**What is being asked**
A faithful transcription of all the data is required.

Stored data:
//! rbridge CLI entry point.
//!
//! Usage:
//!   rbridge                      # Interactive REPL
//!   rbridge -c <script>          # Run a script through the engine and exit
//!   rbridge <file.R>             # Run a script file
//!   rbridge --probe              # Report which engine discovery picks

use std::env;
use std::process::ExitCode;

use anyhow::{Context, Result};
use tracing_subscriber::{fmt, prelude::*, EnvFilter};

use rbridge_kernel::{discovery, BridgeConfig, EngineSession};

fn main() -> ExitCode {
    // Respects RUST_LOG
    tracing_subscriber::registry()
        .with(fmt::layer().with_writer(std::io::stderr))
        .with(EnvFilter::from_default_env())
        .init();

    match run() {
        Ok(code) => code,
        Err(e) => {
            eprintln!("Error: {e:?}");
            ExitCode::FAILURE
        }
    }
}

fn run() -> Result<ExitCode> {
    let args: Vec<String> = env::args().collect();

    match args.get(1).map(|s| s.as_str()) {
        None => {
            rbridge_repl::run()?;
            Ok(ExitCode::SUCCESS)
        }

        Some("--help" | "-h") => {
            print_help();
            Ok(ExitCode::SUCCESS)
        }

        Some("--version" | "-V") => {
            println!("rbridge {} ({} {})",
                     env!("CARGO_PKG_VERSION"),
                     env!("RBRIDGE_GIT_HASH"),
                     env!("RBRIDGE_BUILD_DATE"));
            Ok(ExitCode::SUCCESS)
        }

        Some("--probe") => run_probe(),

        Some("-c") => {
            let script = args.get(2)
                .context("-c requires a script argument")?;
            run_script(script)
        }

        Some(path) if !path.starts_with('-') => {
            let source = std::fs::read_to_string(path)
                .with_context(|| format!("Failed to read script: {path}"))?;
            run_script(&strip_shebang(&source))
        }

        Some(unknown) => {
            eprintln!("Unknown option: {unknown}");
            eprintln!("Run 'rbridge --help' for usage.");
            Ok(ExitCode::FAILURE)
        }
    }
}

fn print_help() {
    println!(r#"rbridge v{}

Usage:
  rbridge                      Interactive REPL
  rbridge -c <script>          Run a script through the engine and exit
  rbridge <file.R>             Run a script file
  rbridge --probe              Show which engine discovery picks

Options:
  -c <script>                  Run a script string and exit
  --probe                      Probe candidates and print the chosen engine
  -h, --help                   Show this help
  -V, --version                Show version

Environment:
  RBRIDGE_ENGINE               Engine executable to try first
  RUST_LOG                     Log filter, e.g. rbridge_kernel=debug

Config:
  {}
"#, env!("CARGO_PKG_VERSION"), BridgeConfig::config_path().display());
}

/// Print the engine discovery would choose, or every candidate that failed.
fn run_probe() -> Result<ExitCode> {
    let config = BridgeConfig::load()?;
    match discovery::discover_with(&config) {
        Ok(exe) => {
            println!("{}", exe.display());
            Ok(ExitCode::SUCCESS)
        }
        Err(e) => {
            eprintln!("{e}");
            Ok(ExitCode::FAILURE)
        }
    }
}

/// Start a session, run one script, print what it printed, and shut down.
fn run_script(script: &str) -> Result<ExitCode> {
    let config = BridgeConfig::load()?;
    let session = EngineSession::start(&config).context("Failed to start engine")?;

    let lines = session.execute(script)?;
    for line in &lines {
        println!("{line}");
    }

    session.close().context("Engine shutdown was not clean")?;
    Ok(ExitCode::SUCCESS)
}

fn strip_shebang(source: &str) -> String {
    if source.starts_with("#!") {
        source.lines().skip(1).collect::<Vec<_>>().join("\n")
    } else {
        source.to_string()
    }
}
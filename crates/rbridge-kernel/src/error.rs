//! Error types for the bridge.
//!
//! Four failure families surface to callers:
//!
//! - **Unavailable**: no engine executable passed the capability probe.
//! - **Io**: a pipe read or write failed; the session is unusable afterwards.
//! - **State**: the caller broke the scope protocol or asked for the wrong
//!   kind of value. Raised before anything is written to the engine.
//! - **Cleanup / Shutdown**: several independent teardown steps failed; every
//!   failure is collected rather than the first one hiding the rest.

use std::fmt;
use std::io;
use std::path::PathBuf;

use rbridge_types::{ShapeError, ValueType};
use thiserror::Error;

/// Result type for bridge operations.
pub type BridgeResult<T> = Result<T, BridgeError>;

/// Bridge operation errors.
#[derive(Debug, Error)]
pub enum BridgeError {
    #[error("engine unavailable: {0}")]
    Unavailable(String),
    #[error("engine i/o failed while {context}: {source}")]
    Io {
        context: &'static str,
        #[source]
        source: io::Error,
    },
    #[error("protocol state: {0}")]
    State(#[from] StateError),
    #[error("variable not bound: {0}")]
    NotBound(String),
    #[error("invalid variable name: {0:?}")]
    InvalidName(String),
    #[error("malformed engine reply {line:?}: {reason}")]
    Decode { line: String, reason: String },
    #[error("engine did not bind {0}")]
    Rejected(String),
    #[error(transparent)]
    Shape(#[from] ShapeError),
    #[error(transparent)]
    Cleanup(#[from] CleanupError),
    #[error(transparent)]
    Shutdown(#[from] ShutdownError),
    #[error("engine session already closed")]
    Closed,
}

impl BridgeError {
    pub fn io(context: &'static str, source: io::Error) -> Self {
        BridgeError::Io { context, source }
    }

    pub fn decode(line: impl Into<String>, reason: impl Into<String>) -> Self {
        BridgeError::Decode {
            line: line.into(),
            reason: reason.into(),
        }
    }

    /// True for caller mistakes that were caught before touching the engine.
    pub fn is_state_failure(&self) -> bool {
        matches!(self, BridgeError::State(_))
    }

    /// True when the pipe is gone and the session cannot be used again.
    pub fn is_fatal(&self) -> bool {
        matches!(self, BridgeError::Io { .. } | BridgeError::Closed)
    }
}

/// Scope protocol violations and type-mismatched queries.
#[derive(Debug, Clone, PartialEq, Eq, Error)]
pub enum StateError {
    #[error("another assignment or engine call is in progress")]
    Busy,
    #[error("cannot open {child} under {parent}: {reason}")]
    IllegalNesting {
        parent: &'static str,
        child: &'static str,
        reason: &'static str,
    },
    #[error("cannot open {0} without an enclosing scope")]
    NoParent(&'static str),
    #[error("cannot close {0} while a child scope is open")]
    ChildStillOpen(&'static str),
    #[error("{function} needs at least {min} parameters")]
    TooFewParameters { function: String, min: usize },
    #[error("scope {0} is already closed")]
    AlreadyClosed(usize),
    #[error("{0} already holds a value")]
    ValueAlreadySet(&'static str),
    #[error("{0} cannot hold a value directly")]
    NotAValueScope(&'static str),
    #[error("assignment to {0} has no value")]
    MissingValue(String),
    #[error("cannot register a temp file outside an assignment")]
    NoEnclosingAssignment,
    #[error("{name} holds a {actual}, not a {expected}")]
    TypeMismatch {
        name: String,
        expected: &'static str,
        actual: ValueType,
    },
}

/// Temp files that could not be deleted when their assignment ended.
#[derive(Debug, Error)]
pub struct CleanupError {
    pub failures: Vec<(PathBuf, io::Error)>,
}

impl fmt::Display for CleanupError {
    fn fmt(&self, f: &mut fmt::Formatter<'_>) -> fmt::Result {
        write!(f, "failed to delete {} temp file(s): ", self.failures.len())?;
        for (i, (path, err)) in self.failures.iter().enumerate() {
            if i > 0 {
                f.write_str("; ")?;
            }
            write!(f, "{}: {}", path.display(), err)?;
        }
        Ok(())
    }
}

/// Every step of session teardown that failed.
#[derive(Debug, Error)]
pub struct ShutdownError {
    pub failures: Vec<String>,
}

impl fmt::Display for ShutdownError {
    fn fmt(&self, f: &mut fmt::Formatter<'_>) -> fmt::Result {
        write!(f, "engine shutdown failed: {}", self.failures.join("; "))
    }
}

**Answer section**
//! rbridge CLI entry point.
//!
//! Usage:
//!   rbridge                      # Interactive REPL
//!   rbridge -c <script>          # Run a script through the engine and exit
//!   rbridge <file.R>             # Run a script file
//!   rbridge --probe              # Report which engine discovery picks

use std::env;
use std::process::ExitCode;

use anyhow::{Context, Result};
use tracing_subscriber::{fmt, prelude::*, EnvFilter};

use rbridge_kernel::{discovery, BridgeConfig, EngineSession};

fn main() -> ExitCode {
    // Respects RUST_LOG
    tracing_subscriber::registry()
        .with(fmt::layer().with_writer(std::io::stderr))
        .with(EnvFilter::from_default_env())
        .init();

    match run() {
        Ok(code) => code,
        Err(e) => {
            eprintln!("Error: {e:?}");
            ExitCode::FAILURE
        }
    }
}

fn run() -> Result<ExitCode> {
    let args: Vec<String> = env::args().collect();

    match args.get(1).map(|s| s.as_str()) {
        None => {
            rbridge_repl::run()?;
            Ok(ExitCode::SUCCESS)
        }

        Some("--help" | "-h") => {
            print_help();
            Ok(ExitCode::SUCCESS)
        }

        Some("--version" | "-V") => {
            println!("rbridge {} ({} {})",
                     env!("CARGO_PKG_VERSION"),
                     env!("RBRIDGE_GIT_HASH"),
                     env!("RBRIDGE_BUILD_DATE"));
            Ok(ExitCode::SUCCESS)
        }

        Some("--probe") => run_probe(),

        Some("-c") => {
            let script = args.get(2)
                .context("-c requires a script argument")?;
            run_script(script)
        }

        Some(path) if !path.starts_with('-') => {
            let source = std::fs::read_to_string(path)
                .with_context(|| format!("Failed to read script: {path}"))?;
            run_script(&strip_shebang(&source))
        }

        Some(unknown) => {
            eprintln!("Unknown option: {unknown}");
            eprintln!("Run 'rbridge --help' for usage.");
            Ok(ExitCode::FAILURE)
        }
    }
}

fn print_help() {
    println!(r#"rbridge v{}

Usage:
  rbridge                      Interactive REPL
  rbridge -c <script>          Run a script through the engine and exit
  rbridge <file.R>             Run a script file
  rbridge --probe              Show which engine discovery picks

Options:
  -c <script>                  Run a script string and exit
  --probe                      Probe candidates and print the chosen engine
  -h, --help                   Show this help
  -V, --version                Show version

Environment:
  RBRIDGE_ENGINE               Engine executable to try first
  RUST_LOG                     Log filter, e.g. rbridge_kernel=debug

Config:
  {}
"#, env!("CARGO_PKG_VERSION"), BridgeConfig::config_path().display());
}

/// Print the engine discovery would choose, or every candidate that failed.
fn run_probe() -> Result<ExitCode> {
    let config = BridgeConfig::load()?;
    match discovery::discover_with(&config) {
        Ok(exe) => {
            println!("{}", exe.display());
            Ok(ExitCode::SUCCESS)
        }
        Err(e) => {
            eprintln!("{e}");
            Ok(ExitCode::FAILURE)
        }
    }
}

/// Start a session, run one script, print what it printed, and shut down.
fn run_script(script: &str) -> Result<ExitCode> {
    let config = BridgeConfig::load()?;
    let session = EngineSession::start(&config).context("Failed to start engine")?;

    let lines = session.execute(script)?;
    for line in &lines {
        println!("{line}");
    }

    session.close().context("Engine shutdown was not clean")?;
    Ok(ExitCode::SUCCESS)
}

fn strip_shebang(source: &str) -> String {
    if source.starts_with("#!") {
        source.lines().skip(1).collect::<Vec<_>>().join("\n")
    } else {
        source.to_string()
    }
}
filename crates/rbridge-kernel/src/error.rs
//! Error types for the bridge.
//!
//! Four failure families surface to callers:
//!
//! - **Unavailable**: no engine executable passed the capability probe.
//! - **Io**: a pipe read or write failed; the session is unusable afterwards.
//! - **State**: the caller broke the scope protocol or asked for the wrong
//!   kind of value. Raised before anything is written to the engine.
//! - **Cleanup / Shutdown**: several independent teardown steps failed; every
//!   failure is collected rather than the first one hiding the rest.

use std::fmt;
use std::io;
use std::path::PathBuf;

use rbridge_types::{ShapeError, ValueType};
use thiserror::Error;

/// Result type for bridge operations.
pub type BridgeResult<T> = Result<T, BridgeError>;

/// Bridge operation errors.
#[derive(Debug, Error)]
pub enum BridgeError {
    #[error("engine unavailable: {0}")]
    Unavailable(String),
    #[error("engine i/o failed while {context}: {source}")]
    Io {
        context: &'static str,
        #[source]
        source: io::Error,
    },
    #[error("protocol state: {0}")]
    State(#[from] StateError),
    #[error("variable not bound: {0}")]
    NotBound(String),
    #[error("invalid variable name: {0:?}")]
    InvalidName(String),
    #[error("malformed engine reply {line:?}: {reason}")]
    Decode { line: String, reason: String },
    #[error("engine did not bind {0}")]
    Rejected(String),
    #[error(transparent)]
    Shape(#[from] ShapeError),
    #[error(transparent)]
    Cleanup(#[from] CleanupError),
    #[error(transparent)]
    Shutdown(#[from] ShutdownError),
    #[error("engine session already closed")]
    Closed,
}

impl BridgeError {
    pub fn io(context: &'static str, source: io::Error) -> Self {
        BridgeError::Io { context, source }
    }

    pub fn decode(line: impl Into<String>, reason: impl Into<String>) -> Self {
        BridgeError::Decode {
            line: line.into(),
            reason: reason.into(),
        }
    }

    /// True for caller mistakes that were caught before touching the engine.
    pub fn is_state_failure(&self) -> bool {
        matches!(self, BridgeError::State(_))
    }

    /// True when the pipe is gone and the session cannot be used again.
    pub fn is_fatal(&self) -> bool {
        matches!(self, BridgeError::Io { .. } | BridgeError::Closed)
    }
}

/// Scope protocol violations and type-mismatched queries.
#[derive(Debug, Clone, PartialEq, Eq, Error)]
pub enum StateError {
    #[error("another assignment or engine call is in progress")]
    Busy,
    #[error("cannot open {child} under {parent}: {reason}")]
    IllegalNesting {
        parent: &'static str,
        child: &'static str,
        reason: &'static str,
    },
    #[error("cannot open {0} without an enclosing scope")]
    NoParent(&'static str),
    #[error("cannot close {0} while a child scope is open")]
    ChildStillOpen(&'static str),
    #[error("{function} needs at least {min} parameters")]
    TooFewParameters { function: String, min: usize },
    #[error("scope {0} is already closed")]
    AlreadyClosed(usize),
    #[error("{0} already holds a value")]
    ValueAlreadySet(&'static str),
    #[error("{0} cannot hold a value directly")]
    NotAValueScope(&'static str),
    #[error("assignment to {0} has no value")]
    MissingValue(String),
    #[error("cannot register a temp file outside an assignment")]
    NoEnclosingAssignment,
    #[error("{name} holds a {actual}, not a {expected}")]
    TypeMismatch {
        name: String,
        expected: &'static str,
        actual: ValueType,
    },
}

/// Temp files that could not be deleted when their assignment ended.
#[derive(Debug, Error)]
pub struct CleanupError {
    pub failures: Vec<(PathBuf, io::Error)>,
}

impl fmt::Display for CleanupError {
    fn fmt(&self, f: &mut fmt::Formatter<'_>) -> fmt::Result {
        write!(f, "failed to delete {} temp file(s): ", self.failures.len())?;
        for (i, (path, err)) in self.failures.iter().enumerate() {
            if i > 0 {
                f.write_str("; ")?;
            }
            write!(f, "{}: {}", path.display(), err)?;
        }
        Ok(())
    }
}

/// Every step of session teardown that failed.
#[derive(Debug, Error)]
pub struct ShutdownError {
    pub failures: Vec<String>,
}

impl fmt::Display for ShutdownError {
    fn fmt(&self, f: &mut fmt::Formatter<'_>) -> fmt::Result {
        write!(f, "engine shutdown failed: {}", self.failures.join("; "))
    }
}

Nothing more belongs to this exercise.